Ponte e Santos (1998) e Ponte (1999a) assumem que o conhecimento profissional contém uma parte essencial que intervém diretamente na prática letiva. É um conhecimento fundamentalmente orientado para a ação e que se desdobra em quatro grandes domínios: o conhecimento dos conteúdos de ensino, ou seja, a Matemática, o conhecimento do currículo, o conhecimento do aluno, e o conhecimento do processo instrucional. Este conhecimento é o cerne do conhecimento profissional do professor no que se refere à sua prática letiva e está organizado em termos das suas conceções (Ponte, 2000). O conhecimento dos conteúdos de ensino inclui a terminologia e os conceitos utilizados, as conexões internas e com outras áreas disciplinares e os seus meios de raciocínio, argumentação e validação. O conhecimento do currículo engloba as

finalidades, os objetivos e a sua articulação horizontal e vertical. Além disso, é também aqui incluída a organização e utilização de materiais. O conhecimento do aluno engloba a forma como este aprende, os fatores que interferem na aprendizagem do conhecimento do aluno, nos seus interesses, e ainda as questões culturais e sociais que interferem de uma forma ou de outra no seu desempenho escolar. Por último, o conhecimento do processo instrucional, este diz respeito à preparação, condução e avaliação da prática letiva do professor, onde se inclui a estruturação da aula, as tarefas propostas e o discurso produzido. Este conhecimento é decisivo para a prática letiva do professor e está intimamente relacionado com vários aspetos do seu conhecimento pessoal e informal, da vida no dia-a-dia, como o conhecimento do contexto, na escola, na comunidade, na sociedade e o conhecimento que ele tem de si mesmo. Na sua maioria, este conhecimento é mais implícito do que explícito, e reconstrói-se em função das experiências que o professor vai vivendo e das situações de prática que vai enfrentando (Elbaz, 1983; Ponte, 2000).

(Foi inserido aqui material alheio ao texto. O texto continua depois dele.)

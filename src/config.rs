//! Shop configuration loaded from `repair-shop.toml`.
//!
//! [`ShopConfig`] holds the sample roster and the optional random seed.
//! Fields missing from the file fall back to the built-in sample shop.
//! The `REPAIR_SHOP_SEED` environment variable takes precedence over the file.

use anyhow::{Context, Result};
use serde::Deserialize;
use std::path::Path;

pub const CONFIG_FILE: &str = "repair-shop.toml";
pub const SEED_ENV: &str = "REPAIR_SHOP_SEED";

/// Top-level configuration loaded from `repair-shop.toml`.
#[derive(Debug, Clone, Deserialize)]
pub struct ShopConfig {
    /// Seed for every random source. Unset means OS entropy.
    #[serde(default)]
    pub seed: Option<u64>,

    #[serde(default = "default_clients")]
    pub clients: Vec<String>,

    #[serde(default = "default_mechanics")]
    pub mechanics: Vec<String>,

    #[serde(default = "default_vehicles")]
    pub vehicles: Vec<VehicleEntry>,
}

/// A vehicle as listed in the config file.
#[derive(Debug, Clone, PartialEq, Eq, Deserialize)]
pub struct VehicleEntry {
    pub vin: String,
    pub model: String,
    /// Already written off before the run starts.
    #[serde(default)]
    pub condemned: bool,
}

impl VehicleEntry {
    pub fn new(vin: &str, model: &str) -> Self {
        Self {
            vin: vin.to_string(),
            model: model.to_string(),
            condemned: false,
        }
    }
}

fn default_clients() -> Vec<String> {
    ["Анна", "Борис", "Виктория"].map(String::from).to_vec()
}

fn default_mechanics() -> Vec<String> {
    ["Иван", "Олег"].map(String::from).to_vec()
}

fn default_vehicles() -> Vec<VehicleEntry> {
    vec![
        VehicleEntry::new("VIN0001", "Toyota"),
        VehicleEntry::new("VIN0002", "Ford"),
        VehicleEntry {
            condemned: true,
            ..VehicleEntry::new("VIN0003", "Lada")
        },
    ]
}

impl Default for ShopConfig {
    fn default() -> Self {
        Self {
            seed: None,
            clients: default_clients(),
            mechanics: default_mechanics(),
            vehicles: default_vehicles(),
        }
    }
}

impl ShopConfig {
    /// Loads `repair-shop.toml` from the current directory.
    /// Uses defaults if the file does not exist.
    pub fn load() -> Result<Self> {
        let mut config = Self::load_from(Path::new(CONFIG_FILE))?;
        config.apply_env(std::env::var(SEED_ENV).ok())?;
        Ok(config)
    }

    pub fn load_from(path: &Path) -> Result<Self> {
        if !path.exists() {
            return Ok(Self::default());
        }
        let contents = std::fs::read_to_string(path)
            .with_context(|| format!("failed to read {}", path.display()))?;
        let config = toml::from_str::<ShopConfig>(&contents)
            .with_context(|| format!("failed to parse {}", path.display()))?;
        Ok(config)
    }

    fn apply_env(&mut self, seed: Option<String>) -> Result<()> {
        if let Some(raw) = seed
            && !raw.trim().is_empty()
        {
            let seed = raw
                .trim()
                .parse::<u64>()
                .with_context(|| format!("{SEED_ENV} must be an unsigned integer, got {raw:?}"))?;
            self.seed = Some(seed);
        }
        Ok(())
    }
}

Em suma, a atividade do professor exige que haja uma simbiose entre o conhecimento matemático científico e académico e o conhecimento de ordem educacional. Exige ainda o desenvolvimento das capacidades de análise, conceção, implementação e avaliação das opções de ordem prática, realizadas diariamente pelo professor (Ponte, 1999a).

Seguidamente, far-se-á uma análise conjunta, mais aprofundada do conhecimento matemático e didático do professor de Matemática por se considerar difícil estabelecer uma separação clara dos dois tipos de conhecimento, como será justificado posteriormente, do conhecimento curricular e das práticas de ensino. Quanto ao conhecimento dos alunos, e apesar de se considerar que este faz parte do conhecimento que os professores necessitam de ter (Canavarro, 2003; Duarte, 2011), optou-se por não o analisar em separado, na medida em que se considera que este conhecimento não existe isoladamente e tem uma forte relação com os outros, em particular com o conhecimento do currículo, uma vez que este tem “vindo a evoluir, atribuindo um novo papel aos alunos na forma como entendem a construção do seu conhecimento e aos professores, nas experiências que lhes devem proporcionar para promover a sua aprendizagem” (Duarte, 2011, p. 32).